## TASK REQUIREMENTS
Look below for the line that has "pub code: &'static". Set down the lines from there through the line that has "pub struct RateRow", exactly as written.

## RECORDS TO PROCESS
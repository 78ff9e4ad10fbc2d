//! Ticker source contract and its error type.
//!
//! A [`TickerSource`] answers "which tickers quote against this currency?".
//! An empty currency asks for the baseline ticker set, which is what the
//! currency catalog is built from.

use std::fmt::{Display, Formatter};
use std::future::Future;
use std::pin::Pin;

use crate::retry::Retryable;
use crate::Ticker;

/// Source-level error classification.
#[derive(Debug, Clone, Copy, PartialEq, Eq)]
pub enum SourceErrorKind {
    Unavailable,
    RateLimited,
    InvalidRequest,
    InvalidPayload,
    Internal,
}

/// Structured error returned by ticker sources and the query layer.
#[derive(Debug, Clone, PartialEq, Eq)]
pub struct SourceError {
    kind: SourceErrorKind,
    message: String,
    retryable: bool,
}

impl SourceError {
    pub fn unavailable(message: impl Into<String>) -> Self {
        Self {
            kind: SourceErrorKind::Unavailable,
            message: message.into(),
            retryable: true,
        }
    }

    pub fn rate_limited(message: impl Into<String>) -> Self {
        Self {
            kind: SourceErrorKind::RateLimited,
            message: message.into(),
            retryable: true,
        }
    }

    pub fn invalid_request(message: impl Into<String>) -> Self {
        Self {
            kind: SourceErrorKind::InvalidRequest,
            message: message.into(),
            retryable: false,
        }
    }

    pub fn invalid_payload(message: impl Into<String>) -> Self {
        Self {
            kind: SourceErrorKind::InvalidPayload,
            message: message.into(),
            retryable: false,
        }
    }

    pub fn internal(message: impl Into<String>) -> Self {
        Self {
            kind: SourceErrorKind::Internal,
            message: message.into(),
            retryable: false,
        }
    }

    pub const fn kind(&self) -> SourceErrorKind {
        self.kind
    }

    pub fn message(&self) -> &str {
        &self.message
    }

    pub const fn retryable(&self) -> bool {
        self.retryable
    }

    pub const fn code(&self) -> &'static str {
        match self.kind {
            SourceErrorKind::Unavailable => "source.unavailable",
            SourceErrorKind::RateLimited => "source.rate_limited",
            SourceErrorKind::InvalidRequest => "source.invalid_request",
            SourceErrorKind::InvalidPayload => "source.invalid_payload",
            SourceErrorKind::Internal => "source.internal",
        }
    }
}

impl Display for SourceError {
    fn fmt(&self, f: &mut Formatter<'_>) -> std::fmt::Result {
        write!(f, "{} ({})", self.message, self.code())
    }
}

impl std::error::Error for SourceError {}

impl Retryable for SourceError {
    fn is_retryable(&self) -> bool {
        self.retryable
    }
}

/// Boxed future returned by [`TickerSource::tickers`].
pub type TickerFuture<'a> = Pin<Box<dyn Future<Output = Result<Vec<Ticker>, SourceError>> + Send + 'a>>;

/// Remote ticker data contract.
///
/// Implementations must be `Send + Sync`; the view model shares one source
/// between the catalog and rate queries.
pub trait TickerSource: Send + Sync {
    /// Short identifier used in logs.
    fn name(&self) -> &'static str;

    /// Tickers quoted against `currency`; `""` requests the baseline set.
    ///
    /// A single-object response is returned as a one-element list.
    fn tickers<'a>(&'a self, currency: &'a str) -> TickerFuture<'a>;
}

...

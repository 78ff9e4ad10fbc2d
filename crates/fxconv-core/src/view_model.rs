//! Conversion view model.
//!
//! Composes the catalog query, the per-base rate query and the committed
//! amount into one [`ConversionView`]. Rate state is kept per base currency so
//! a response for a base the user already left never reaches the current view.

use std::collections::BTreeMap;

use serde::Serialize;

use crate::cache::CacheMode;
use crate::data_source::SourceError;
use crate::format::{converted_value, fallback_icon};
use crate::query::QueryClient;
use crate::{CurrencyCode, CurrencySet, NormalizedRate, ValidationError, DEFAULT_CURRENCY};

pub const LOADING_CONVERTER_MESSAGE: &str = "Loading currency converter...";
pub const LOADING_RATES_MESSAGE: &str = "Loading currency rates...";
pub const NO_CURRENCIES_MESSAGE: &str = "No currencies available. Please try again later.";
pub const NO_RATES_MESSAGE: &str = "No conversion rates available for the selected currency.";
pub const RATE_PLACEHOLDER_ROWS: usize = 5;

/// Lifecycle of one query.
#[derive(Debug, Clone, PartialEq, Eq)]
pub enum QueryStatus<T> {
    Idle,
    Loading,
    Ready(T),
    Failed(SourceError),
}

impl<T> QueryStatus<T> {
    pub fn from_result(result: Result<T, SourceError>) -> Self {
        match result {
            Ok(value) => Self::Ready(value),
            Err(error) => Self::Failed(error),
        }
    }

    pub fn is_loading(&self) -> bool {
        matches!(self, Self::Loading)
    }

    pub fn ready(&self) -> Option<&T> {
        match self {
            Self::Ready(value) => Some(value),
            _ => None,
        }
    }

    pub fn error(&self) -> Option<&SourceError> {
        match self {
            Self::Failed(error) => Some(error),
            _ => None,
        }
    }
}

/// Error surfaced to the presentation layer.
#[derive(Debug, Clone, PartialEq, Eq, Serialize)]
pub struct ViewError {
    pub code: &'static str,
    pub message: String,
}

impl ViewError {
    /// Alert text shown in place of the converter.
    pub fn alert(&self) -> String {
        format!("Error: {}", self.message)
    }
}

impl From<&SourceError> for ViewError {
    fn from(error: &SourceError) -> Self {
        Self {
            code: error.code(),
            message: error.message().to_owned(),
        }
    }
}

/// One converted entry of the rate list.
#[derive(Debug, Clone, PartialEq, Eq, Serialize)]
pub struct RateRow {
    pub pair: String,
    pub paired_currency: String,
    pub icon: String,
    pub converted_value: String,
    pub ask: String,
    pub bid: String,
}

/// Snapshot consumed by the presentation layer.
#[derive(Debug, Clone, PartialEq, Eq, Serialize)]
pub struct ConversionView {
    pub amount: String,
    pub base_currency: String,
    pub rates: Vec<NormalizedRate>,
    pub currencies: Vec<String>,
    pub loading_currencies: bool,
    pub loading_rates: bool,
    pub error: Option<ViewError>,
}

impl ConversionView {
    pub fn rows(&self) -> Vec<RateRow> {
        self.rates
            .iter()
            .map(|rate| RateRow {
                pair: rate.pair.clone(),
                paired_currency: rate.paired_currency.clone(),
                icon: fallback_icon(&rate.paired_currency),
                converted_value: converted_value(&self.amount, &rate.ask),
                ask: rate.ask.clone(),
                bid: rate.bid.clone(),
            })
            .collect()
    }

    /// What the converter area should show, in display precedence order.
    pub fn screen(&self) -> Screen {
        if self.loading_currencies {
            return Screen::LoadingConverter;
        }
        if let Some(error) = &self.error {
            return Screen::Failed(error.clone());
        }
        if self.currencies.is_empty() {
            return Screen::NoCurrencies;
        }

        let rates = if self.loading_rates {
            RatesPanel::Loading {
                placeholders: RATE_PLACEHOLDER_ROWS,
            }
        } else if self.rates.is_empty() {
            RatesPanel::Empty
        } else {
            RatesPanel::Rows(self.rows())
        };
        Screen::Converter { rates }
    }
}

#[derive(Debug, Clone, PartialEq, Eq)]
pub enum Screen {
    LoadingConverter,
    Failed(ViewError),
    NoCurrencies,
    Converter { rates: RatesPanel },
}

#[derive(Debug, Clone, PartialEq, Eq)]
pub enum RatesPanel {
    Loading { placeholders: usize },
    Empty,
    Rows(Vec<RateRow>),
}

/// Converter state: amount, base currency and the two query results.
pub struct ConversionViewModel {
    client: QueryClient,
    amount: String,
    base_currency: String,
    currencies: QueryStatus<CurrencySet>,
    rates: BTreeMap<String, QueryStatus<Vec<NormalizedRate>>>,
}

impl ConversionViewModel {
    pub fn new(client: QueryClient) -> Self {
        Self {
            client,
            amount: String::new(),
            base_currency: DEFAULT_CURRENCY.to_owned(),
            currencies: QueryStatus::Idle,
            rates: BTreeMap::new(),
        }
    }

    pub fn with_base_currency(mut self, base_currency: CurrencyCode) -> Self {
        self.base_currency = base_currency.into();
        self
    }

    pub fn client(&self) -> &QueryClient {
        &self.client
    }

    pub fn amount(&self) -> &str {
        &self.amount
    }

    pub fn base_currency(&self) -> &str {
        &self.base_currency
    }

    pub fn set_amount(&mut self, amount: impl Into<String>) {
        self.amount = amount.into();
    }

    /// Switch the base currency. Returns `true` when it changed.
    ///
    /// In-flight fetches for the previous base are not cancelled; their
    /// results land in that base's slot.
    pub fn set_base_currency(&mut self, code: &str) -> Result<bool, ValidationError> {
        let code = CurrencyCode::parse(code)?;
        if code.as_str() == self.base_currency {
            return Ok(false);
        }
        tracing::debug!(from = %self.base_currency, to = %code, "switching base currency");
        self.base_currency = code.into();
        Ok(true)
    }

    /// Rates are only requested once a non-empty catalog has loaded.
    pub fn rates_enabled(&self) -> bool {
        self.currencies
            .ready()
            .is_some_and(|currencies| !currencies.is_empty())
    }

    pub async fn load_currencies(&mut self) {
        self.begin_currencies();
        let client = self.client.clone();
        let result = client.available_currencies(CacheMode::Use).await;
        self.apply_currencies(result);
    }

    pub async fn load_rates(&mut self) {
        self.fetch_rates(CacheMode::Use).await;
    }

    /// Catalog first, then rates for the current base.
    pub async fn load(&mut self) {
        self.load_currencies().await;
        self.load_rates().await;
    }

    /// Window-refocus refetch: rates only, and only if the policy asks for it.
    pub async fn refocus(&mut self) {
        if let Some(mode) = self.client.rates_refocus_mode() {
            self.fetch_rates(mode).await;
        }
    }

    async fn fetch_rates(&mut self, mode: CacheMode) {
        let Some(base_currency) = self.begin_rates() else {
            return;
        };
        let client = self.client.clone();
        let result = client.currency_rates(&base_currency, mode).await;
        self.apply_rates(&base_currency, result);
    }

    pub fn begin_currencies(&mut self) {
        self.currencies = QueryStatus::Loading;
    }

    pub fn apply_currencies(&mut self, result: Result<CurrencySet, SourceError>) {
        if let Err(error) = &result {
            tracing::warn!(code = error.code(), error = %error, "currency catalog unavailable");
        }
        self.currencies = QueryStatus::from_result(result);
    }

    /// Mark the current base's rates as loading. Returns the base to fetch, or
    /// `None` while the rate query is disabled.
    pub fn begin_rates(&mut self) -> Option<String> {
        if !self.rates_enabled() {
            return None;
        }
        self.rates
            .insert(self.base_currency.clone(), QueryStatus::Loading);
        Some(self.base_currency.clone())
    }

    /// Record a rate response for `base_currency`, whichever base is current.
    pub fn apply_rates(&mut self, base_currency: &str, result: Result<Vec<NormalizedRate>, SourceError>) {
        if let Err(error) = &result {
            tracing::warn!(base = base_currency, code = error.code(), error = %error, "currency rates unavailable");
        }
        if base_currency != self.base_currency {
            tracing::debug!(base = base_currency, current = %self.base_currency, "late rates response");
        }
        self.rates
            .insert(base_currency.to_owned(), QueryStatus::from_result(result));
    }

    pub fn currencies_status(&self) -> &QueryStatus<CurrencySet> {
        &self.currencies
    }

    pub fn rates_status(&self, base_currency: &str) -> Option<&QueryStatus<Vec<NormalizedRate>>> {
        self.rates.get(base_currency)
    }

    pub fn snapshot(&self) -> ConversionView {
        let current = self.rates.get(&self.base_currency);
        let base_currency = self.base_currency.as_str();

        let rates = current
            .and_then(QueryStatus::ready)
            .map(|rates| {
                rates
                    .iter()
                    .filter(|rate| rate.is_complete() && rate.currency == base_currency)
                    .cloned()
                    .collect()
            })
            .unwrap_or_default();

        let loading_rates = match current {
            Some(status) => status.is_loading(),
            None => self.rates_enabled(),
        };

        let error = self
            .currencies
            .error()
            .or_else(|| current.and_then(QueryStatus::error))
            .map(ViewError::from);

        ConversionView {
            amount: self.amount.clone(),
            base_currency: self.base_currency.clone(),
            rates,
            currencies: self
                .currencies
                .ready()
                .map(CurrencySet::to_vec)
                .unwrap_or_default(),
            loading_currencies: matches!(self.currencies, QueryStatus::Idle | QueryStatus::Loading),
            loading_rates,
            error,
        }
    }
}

## ANSWER BELOW
    pub code: &'static str,
    pub message: String,
}

impl ViewError {
    /// Alert text shown in place of the converter.
    pub fn alert(&self) -> String {
        format!("Error: {}", self.message)
    }
}

impl From<&SourceError> for ViewError {
    fn from(error: &SourceError) -> Self {
        Self {
            code: error.code(),
            message: error.message().to_owned(),
        }
    }
}

/// One converted entry of the rate list.
#[derive(Debug, Clone, PartialEq, Eq, Serialize)]
pub struct RateRow {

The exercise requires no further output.